What Will It Take to Solve the Student Loan Crisis? - elorant
https://hbr.org/2019/09/what-will-it-take-to-solve-the-student-loan-crisis
======
UserIsUnused
To me , most college university major are just luxury, and you should only go
there if you have fine finances. It's has been proved that a college degree in
the right major is the best investment you can do, even with the big loans you
have to take. The problem with people not being able to payout their loans is
because they did not took a good choice in major. And why should my taxes go
into someone spending their time in a liberal arts major? or anyother with
little or no relevance to the market? Those kind of loans are never pay, and
yes, if it's free it's a loan as well, the state will use the tax money to
fund these students, expecting to get some bigger tax money later when they
graduate.
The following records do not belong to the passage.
use std::fmt;
use std::path::{Path, PathBuf};

use bytes::Bytes;
use tokio::fs::File;
use tokio::io::AsyncRead;

use crate::config::ChunkConfig;
use crate::content::Content;
use crate::progress::{ChunkedProgress, ProgressFn, Source};
use crate::Error;

/// Identity of a part inside a form: field name, file name and content type.
#[derive(Debug, Clone, PartialEq, Eq)]
pub struct PartMeta {
    name: Option<String>,
    content_type: Option<String>,
    file_name: String,
}

impl PartMeta {
    fn new<S: Into<String>>(file_name: S) -> Result<Self, Error> {
        let file_name = file_name.into();
        if file_name.is_empty() {
            return Err(Error::invalid_argument("file_name"));
        }

        Ok(Self {
            name: None,
            content_type: None,
            file_name,
        })
    }

    pub fn name(&self) -> Option<&str> {
        self.name.as_deref()
    }

    pub fn content_type(&self) -> Option<&str> {
        self.content_type.as_deref()
    }

    pub fn file_name(&self) -> &str {
        &self.file_name
    }

    /// Sets the content's `Content-Type` to ours, unless ours is absent or empty.
    fn apply_to(&self, content: &mut Content) -> Result<(), Error> {
        let content_type = match self.content_type() {
            Some(ct) if !ct.is_empty() => ct,
            _ => return Ok(()),
        };

        // Only validated. The header keeps the exact string the caller gave.
        content_type.parse::<mime::Mime>()?;
        content.set_content_type(content_type)
    }
}

macro_rules! meta_setters {
    ($part:ty) => {
        impl $part {
            /// Sets the form field name.
            pub fn with_name<S: Into<String>>(mut self, name: S) -> Self {
                self.meta.name = Some(name.into());
                self
            }

            /// Sets the MIME type sent as the part's `Content-Type`.
            pub fn with_content_type<S: Into<String>>(mut self, content_type: S) -> Self {
                self.meta.content_type = Some(content_type.into());
                self
            }

            pub fn meta(&self) -> &PartMeta {
                &self.meta
            }
        }
    };
}

/// A part whose body is an in-memory buffer.
#[derive(Debug, Clone)]
pub struct ByteArrayPart {
    meta: PartMeta,
    value: Bytes,
}

impl ByteArrayPart {
    pub fn new<B, S>(value: B, file_name: S) -> Result<Self, Error>
    where
        B: Into<Bytes>,
        S: Into<String>,
    {
        Ok(Self {
            meta: PartMeta::new(file_name)?,
            value: value.into(),
        })
    }

    pub fn value(&self) -> &Bytes {
        &self.value
    }
}

meta_setters!(ByteArrayPart);

/// A part whose body is read from a file, opened only when the part is
/// converted.
#[derive(Debug, Clone)]
pub struct FileInfoPart {
    meta: PartMeta,
    value: PathBuf,
}

impl FileInfoPart {
    pub fn new<P, S>(value: P, file_name: S) -> Result<Self, Error>
    where
        P: Into<PathBuf>,
        S: Into<String>,
    {
        Ok(Self {
            meta: PartMeta::new(file_name)?,
            value: value.into(),
        })
    }

    /// Uses the last component of `path` as the file name.
    pub fn from_path<P: Into<PathBuf>>(path: P) -> Result<Self, Error> {
        let path = path.into();
        let file_name = path
            .file_name()
            .and_then(|s| s.to_str())
            .map(str::to_owned)
            .ok_or_else(|| Error::invalid_argument("file_name"))?;

        Self::new(path, file_name)
    }

    pub fn value(&self) -> &Path {
        &self.value
    }

    async fn create_content(&self) -> Result<Content, Error> {
        let file = File::open(&self.value).await?;
        let len = file.metadata().await?.len();

        log::debug!("Opened {:?} ({} bytes)", self.value, len);

        Ok(Content::from_file(file, len))
    }
}

meta_setters!(FileInfoPart);

/// A part whose body is copied from an async reader of known length,
/// optionally reporting progress as each chunk is written.
pub struct StreamPart {
    meta: PartMeta,
    value: Source,
    length: u64,
    progress: Option<ProgressFn>,
    config: ChunkConfig,
}

impl StreamPart {
    /// `length` is the number of bytes the part sends. It is taken as given:
    /// a reader yielding fewer bytes fails the write, extra bytes are never
    /// read.
    pub fn new<R, S>(value: R, length: u64, file_name: S) -> Result<Self, Error>
    where
        R: AsyncRead + Send + Unpin + 'static,
        S: Into<String>,
    {
        Ok(Self {
            meta: PartMeta::new(file_name)?,
            value: Box::new(value),
            length,
            progress: None,
            config: ChunkConfig::default(),
        })
    }

    /// Streams an open file, taking its current size as the length.
    pub async fn from_file<S: Into<String>>(file: File, file_name: S) -> Result<Self, Error> {
        let length = file.metadata().await?.len();
        Self::new(file, length, file_name)
    }

    /// Called with the percentage written after every chunk.
    pub fn with_progress<F>(mut self, progress: F) -> Self
    where
        F: FnMut(f64) + Send + 'static,
    {
        self.progress = Some(Box::new(progress));
        self
    }

    pub fn with_chunk_config(mut self, config: ChunkConfig) -> Self {
        self.config = config;
        self
    }

    pub fn len(&self) -> u64 {
        self.length
    }

    pub fn is_empty(&self) -> bool {
        self.length == 0
    }

    fn create_content(self) -> (PartMeta, Content) {
        let chunks = ChunkedProgress::new(self.value, self.length, self.config, self.progress);
        (self.meta, Content::from_stream(chunks))
    }
}

meta_setters!(StreamPart);

impl fmt::Debug for StreamPart {
    fn fmt(&self, f: &mut fmt::Formatter) -> fmt::Result {
        f.debug_struct("StreamPart")
            .field("meta", &self.meta)
            .field("length", &self.length)
            .field("progress", &self.progress.is_some())
            .field("config", &self.config)
            .finish()
    }
}

/// Any part a form can carry.
#[derive(Debug)]
pub enum MultipartItem {
    Bytes(ByteArrayPart),
    File(FileInfoPart),
    Stream(StreamPart),
}

impl MultipartItem {
    pub fn meta(&self) -> &PartMeta {
        match *self {
            MultipartItem::Bytes(ref p) => &p.meta,
            MultipartItem::File(ref p) => &p.meta,
            MultipartItem::Stream(ref p) => &p.meta,
        }
    }

    pub fn name(&self) -> Option<&str> {
        self.meta().name()
    }

    pub fn content_type(&self) -> Option<&str> {
        self.meta().content_type()
    }

    pub fn file_name(&self) -> &str {
        self.meta().file_name()
    }

    /// Converts the part into its content, attaching `Content-Type` when the
    /// part has a non-empty content type.
    ///
    /// File parts are opened here; failing to open one is an `Error::Io`.
    pub async fn into_content(self) -> Result<Content, Error> {
        let (meta, mut content) = match self {
            MultipartItem::Bytes(p) => (p.meta, Content::from_bytes(p.value)),
            MultipartItem::File(p) => {
                let content = p.create_content().await?;
                (p.meta, content)
            }
            MultipartItem::Stream(p) => p.create_content(),
        };

        meta.apply_to(&mut content)?;
        Ok(content)
    }
}

impl From<ByteArrayPart> for MultipartItem {
    fn from(part: ByteArrayPart) -> Self {
        MultipartItem::Bytes(part)
    }
}

impl From<FileInfoPart> for MultipartItem {
    fn from(part: FileInfoPart) -> Self {
        MultipartItem::File(part)
    }
}

impl From<StreamPart> for MultipartItem {
    fn from(part: StreamPart) -> Self {
        MultipartItem::Stream(part)
    }
}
Well, bad majors won't find well paid jobs, the tax money wasn't
well invested.

Maybe I'm just a sad adult, that just sees everything around money/market
value. Maybe I should have spend my college years in some place where college
was "free" perfecting my art skills. Now I pay for my art classes after
work... What an absurd idea, to pay for an hobby, rather than having taxpayers
funding some years into my hobby research.

edit: I'm talking mainly about tuition, things like access to classes
references/books/material, it's ridiculous to be paid, as the ones that wrote
those were already paid to do it, and a lot of it, done with research payed by
taxpayers